STORED DATA:
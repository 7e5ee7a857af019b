use std::fmt::Display;

use crate::Span;

pub const KEYWORDS: [&str; 10] = [
    "case", "return", "break", "void", "if", "int", "float", "do", "else", "while",
];

pub const OPERATORS: [&str; 32] = [
    "++", "--", "+", "+=", "-", "-=", "*", "*=", "/", "/=", "%", "%=", "=", "==", "!", "!=", "<",
    "<=", ">", ">=", "&&", "||", "^", "^=", "<<", "<<=", ">>", ">>=", "&=", "|=", "&", "|",
];

pub const PUNCTUATORS: [char; 11] = ['(', ')', '[', ']', '{', '}', '.', ',', ';', ':', '#'];

#[derive(Debug, PartialEq, Eq, Clone, Copy, Hash, PartialOrd, Ord)]
pub enum TokenKind {
    Keyword,
    Identifier,
    Operator,
    Constant,
    Literal,
    Punctuator,

    // Consumed by the scanner, never emitted
    Whitespace,
    Comment,
}

impl TokenKind {
    /// The kinds that can appear in a token stream, in report order.
    pub const EMITTED: [TokenKind; 6] = [
        TokenKind::Keyword,
        TokenKind::Identifier,
        TokenKind::Operator,
        TokenKind::Constant,
        TokenKind::Literal,
        TokenKind::Punctuator,
    ];

    pub fn label(&self) -> &'static str {
        match self {
            TokenKind::Keyword => "KEYWORD",
            TokenKind::Identifier => "IDENTIFIER",
            TokenKind::Operator => "OPERATOR",
            TokenKind::Constant => "CONSTANT",
            TokenKind::Literal => "LITERAL",
            TokenKind::Punctuator => "PUNCTUATOR",
            TokenKind::Whitespace => "WHITESPACE",
            TokenKind::Comment => "COMMENT",
        }
    }

    pub fn is_trivia(&self) -> bool {
        matches!(self, TokenKind::Whitespace | TokenKind::Comment)
    }

    /// Slot of an emitted kind inside a [`TokenTable`](super::table::TokenTable).
    pub(crate) fn index(&self) -> Option<usize> {
        TokenKind::EMITTED.iter().position(|kind| kind == self)
    }
}

impl Display for TokenKind {
    fn fmt(&self, f: &mut std::fmt::Formatter<'_>) -> std::fmt::Result {
        write!(f, "{}", self.label())
    }
}

#[derive(Debug, Clone, PartialEq, Eq)]
pub struct Token {
    pub kind: TokenKind,
    pub value: String,
    pub span: Span,
}

impl Display for Token {
    fn fmt(&self, f: &mut std::fmt::Formatter<'_>) -> std::fmt::Result {
        write!(f, "{} {} @ {}", self.kind, self.value, self.span)
    }
}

ACTION ITEM: Within the listing above, find every line containing the string "self" and return it.

TASK RESPONSE:
    pub fn label(&self) -> &'static str {
        match self {
    pub fn is_trivia(&self) -> bool {
        matches!(self, TokenKind::Whitespace | TokenKind::Comment)
    pub(crate) fn index(&self) -> Option<usize> {
        TokenKind::EMITTED.iter().position(|kind| kind == self)
    fn fmt(&self, f: &mut std::fmt::Formatter<'_>) -> std::fmt::Result {
        write!(f, "{}", self.label())
    fn fmt(&self, f: &mut std::fmt::Formatter<'_>) -> std::fmt::Result {
        write!(f, "{} {} @ {}", self.kind, self.value, self.span)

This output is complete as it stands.